>>>>>

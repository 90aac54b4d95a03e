//! API route configuration.

use axum::http::header::{AUTHORIZATION, CONTENT_TYPE};
use axum::http::Method;
use axum::routing::{get, post, put};
use axum::Router;
use tower_http::cors::{AllowOrigin, CorsLayer};
use tower_http::trace::TraceLayer;

use crate::handlers::{
    auth, barang, customer, dashboard, karyawan, laporan, pembelian, pengeluaran, penjualan,
    supplier, users,
};
use crate::SharedState;

/// Create the router with all routes and middleware.
pub fn build_router(state: SharedState) -> Router {
    // Credentials (the session cookie) rule out a wildcard origin.
    let cors = CorsLayer::new()
        .allow_origin(AllowOrigin::mirror_request())
        .allow_credentials(true)
        .allow_methods([Method::GET, Method::POST, Method::PUT, Method::DELETE])
        .allow_headers([CONTENT_TYPE, AUTHORIZATION]);

    let api = Router::new()
        // Auth
        .route("/auth/login", post(auth::login))
        .route("/auth/logout", post(auth::logout))
        .route("/auth/me", get(auth::me))
        .route("/auth/password", put(auth::change_password))
        // Master data
        .route("/barang", get(barang::list).post(barang::create))
        .route("/barang/stok-menipis", get(barang::low_stock))
        .route(
            "/barang/{id}",
            get(barang::get).put(barang::update).delete(barang::deactivate),
        )
        .route(
            "/barang/{id}/stok",
            get(barang::adjustments).post(barang::adjust_stock),
        )
        .route("/barang/{id}/terjual", get(barang::sold))
        .route("/customer", get(customer::list).post(customer::create))
        .route(
            "/customer/{id}",
            get(customer::get)
                .put(customer::update)
                .delete(customer::deactivate),
        )
        .route("/supplier", get(supplier::list).post(supplier::create))
        .route(
            "/supplier/{id}",
            get(supplier::get)
                .put(supplier::update)
                .delete(supplier::deactivate),
        )
        .route("/karyawan", get(karyawan::list).post(karyawan::create))
        .route(
            "/karyawan/{id}",
            get(karyawan::get)
                .put(karyawan::update)
                .delete(karyawan::deactivate),
        )
        .route("/users", get(users::list).post(users::create))
        .route("/users/{id}", put(users::update))
        // Penjualan
        .route("/penjualan", get(penjualan::list))
        .route(
            "/penjualan/checkout",
            get(penjualan::preview).post(penjualan::checkout),
        )
        .route(
            "/penjualan/{id}",
            get(penjualan::detail)
                .put(penjualan::edit)
                .delete(penjualan::cancel),
        )
        .route(
            "/penjualan/{id}/pembayaran",
            get(penjualan::payments).post(penjualan::add_payment),
        )
        // Pembelian
        .route("/pembelian", get(pembelian::list).post(pembelian::create))
        .route(
            "/pembelian/{id}",
            get(pembelian::detail).delete(pembelian::cancel),
        )
        .route("/pembelian/{id}/pembayaran", post(pembelian::add_payment))
        // Pengeluaran
        .route(
            "/pengeluaran",
            get(pengeluaran::list).post(pengeluaran::create),
        )
        .route(
            "/pengeluaran/{id}",
            get(pengeluaran::get)
                .put(pengeluaran::update)
                .delete(pengeluaran::delete),
        )
        // Laporan
        .route("/laporan/penjualan", get(laporan::penjualan))
        .route("/laporan/penjualan/export", get(laporan::penjualan_export))
        .route("/laporan/penjualan-barang", get(laporan::penjualan_per_barang))
        .route(
            "/laporan/penjualan-barang/export",
            get(laporan::penjualan_per_barang_export),
        )
        .route("/laporan/pembelian", get(laporan::pembelian))
        .route("/laporan/pembelian/export", get(laporan::pembelian_export))
        .route("/laporan/pengeluaran", get(laporan::pengeluaran))
        .route("/laporan/pengeluaran/export", get(laporan::pengeluaran_export))
        .route("/laporan/laba-rugi", get(laporan::laba_rugi))
        .route("/laporan/laba-rugi/export", get(laporan::laba_rugi_export))
        .route("/laporan/stok", get(laporan::stok))
        .route("/laporan/stok/export", get(laporan::stok_export))
        .route("/laporan/piutang", get(laporan::piutang))
        .route("/laporan/piutang/export", get(laporan::piutang_export))
        .route("/laporan/hutang", get(laporan::hutang))
        .route("/laporan/hutang/export", get(laporan::hutang_export))
        .route("/dashboard", get(dashboard::summary));

    Router::new()
        .nest("/api", api)
        .route("/health", get(dashboard::health))
        .with_state(state)
        // Middleware (order matters - bottom runs first)
        .layer(TraceLayer::new_for_http())
        .layer(cors)
}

<<<<<

INSTRUCTIONS FOR THE TASK: For this exercise, all the data must be repeated exactly.

EXERCISE RESPONSE:
repository 90aac54b4d95a03e
//! API route configuration.

use axum::http::header::{AUTHORIZATION, CONTENT_TYPE};
use axum::http::Method;
use axum::routing::{get, post, put};
use axum::Router;
use tower_http::cors::{AllowOrigin, CorsLayer};
use tower_http::trace::TraceLayer;

use crate::handlers::{
    auth, barang, customer, dashboard, karyawan, laporan, pembelian, pengeluaran, penjualan,
    supplier, users,
};
use crate::SharedState;

/// Create the router with all routes and middleware.
pub fn build_router(state: SharedState) -> Router {
    // Credentials (the session cookie) rule out a wildcard origin.
    let cors = CorsLayer::new()
        .allow_origin(AllowOrigin::mirror_request())
        .allow_credentials(true)
        .allow_methods([Method::GET, Method::POST, Method::PUT, Method::DELETE])
        .allow_headers([CONTENT_TYPE, AUTHORIZATION]);

    let api = Router::new()
        // Auth
        .route("/auth/login", post(auth::login))
        .route("/auth/logout", post(auth::logout))
        .route("/auth/me", get(auth::me))
        .route("/auth/password", put(auth::change_password))
        // Master data
        .route("/barang", get(barang::list).post(barang::create))
        .route("/barang/stok-menipis", get(barang::low_stock))
        .route(
            "/barang/{id}",
            get(barang::get).put(barang::update).delete(barang::deactivate),
        )
        .route(
            "/barang/{id}/stok",
            get(barang::adjustments).post(barang::adjust_stock),
        )
        .route("/barang/{id}/terjual", get(barang::sold))
        .route("/customer", get(customer::list).post(customer::create))
        .route(
            "/customer/{id}",
            get(customer::get)
                .put(customer::update)
                .delete(customer::deactivate),
        )
        .route("/supplier", get(supplier::list).post(supplier::create))
        .route(
            "/supplier/{id}",
            get(supplier::get)
                .put(supplier::update)
                .delete(supplier::deactivate),
        )
        .route("/karyawan", get(karyawan::list).post(karyawan::create))
        .route(
            "/karyawan/{id}",
            get(karyawan::get)
                .put(karyawan::update)
                .delete(karyawan::deactivate),
        )
        .route("/users", get(users::list).post(users::create))
        .route("/users/{id}", put(users::update))
        // Penjualan
        .route("/penjualan", get(penjualan::list))
        .route(
            "/penjualan/checkout",
            get(penjualan::preview).post(penjualan::checkout),
        )
        .route(
            "/penjualan/{id}",
            get(penjualan::detail)
                .put(penjualan::edit)
                .delete(penjualan::cancel),
        )
        .route(
            "/penjualan/{id}/pembayaran",
            get(penjualan::payments).post(penjualan::add_payment),
        )
        // Pembelian
        .route("/pembelian", get(pembelian::list).post(pembelian::create))
        .route(
            "/pembelian/{id}",
            get(pembelian::detail).delete(pembelian::cancel),
        )
        .route("/pembelian/{id}/pembayaran", post(pembelian::add_payment))
        // Pengeluaran
        .route(
            "/pengeluaran",
            get(pengeluaran::list).post(pengeluaran::create),
        )
        .route(
            "/pengeluaran/{id}",
            get(pengeluaran::get)
                .put(pengeluaran::update)
                .delete(pengeluaran::delete),
        )
        // Laporan
        .route("/laporan/penjualan", get(laporan::penjualan))
        .route("/laporan/penjualan/export", get(laporan::penjualan_export))
        .route("/laporan/penjualan-barang", get(laporan::penjualan_per_barang))
        .route(
            "/laporan/penjualan-barang/export",
            get(laporan::penjualan_per_barang_export),
        )
        .route("/laporan/pembelian", get(laporan::pembelian))
        .route("/laporan/pembelian/export", get(laporan::pembelian_export))
        .route("/laporan/pengeluaran", get(laporan::pengeluaran))
        .route("/laporan/pengeluaran/export", get(laporan::pengeluaran_export))
        .route("/laporan/laba-rugi", get(laporan::laba_rugi))
        .route("/laporan/laba-rugi/export", get(laporan::laba_rugi_export))
        .route("/laporan/stok", get(laporan::stok))
        .route("/laporan/stok/export", get(laporan::stok_export))
        .route("/laporan/piutang", get(laporan::piutang))
        .route("/laporan/piutang/export", get(laporan::piutang_export))
        .route("/laporan/hutang", get(laporan::hutang))
        .route("/laporan/hutang/export", get(laporan::hutang_export))
        .route("/dashboard", get(dashboard::summary));

    Router::new()
        .nest("/api", api)
        .route("/health", get(dashboard::health))
        .with_state(state)
        // Middleware (order matters - bottom runs first)
        .layer(TraceLayer::new_for_http())
        .layer(cors)
}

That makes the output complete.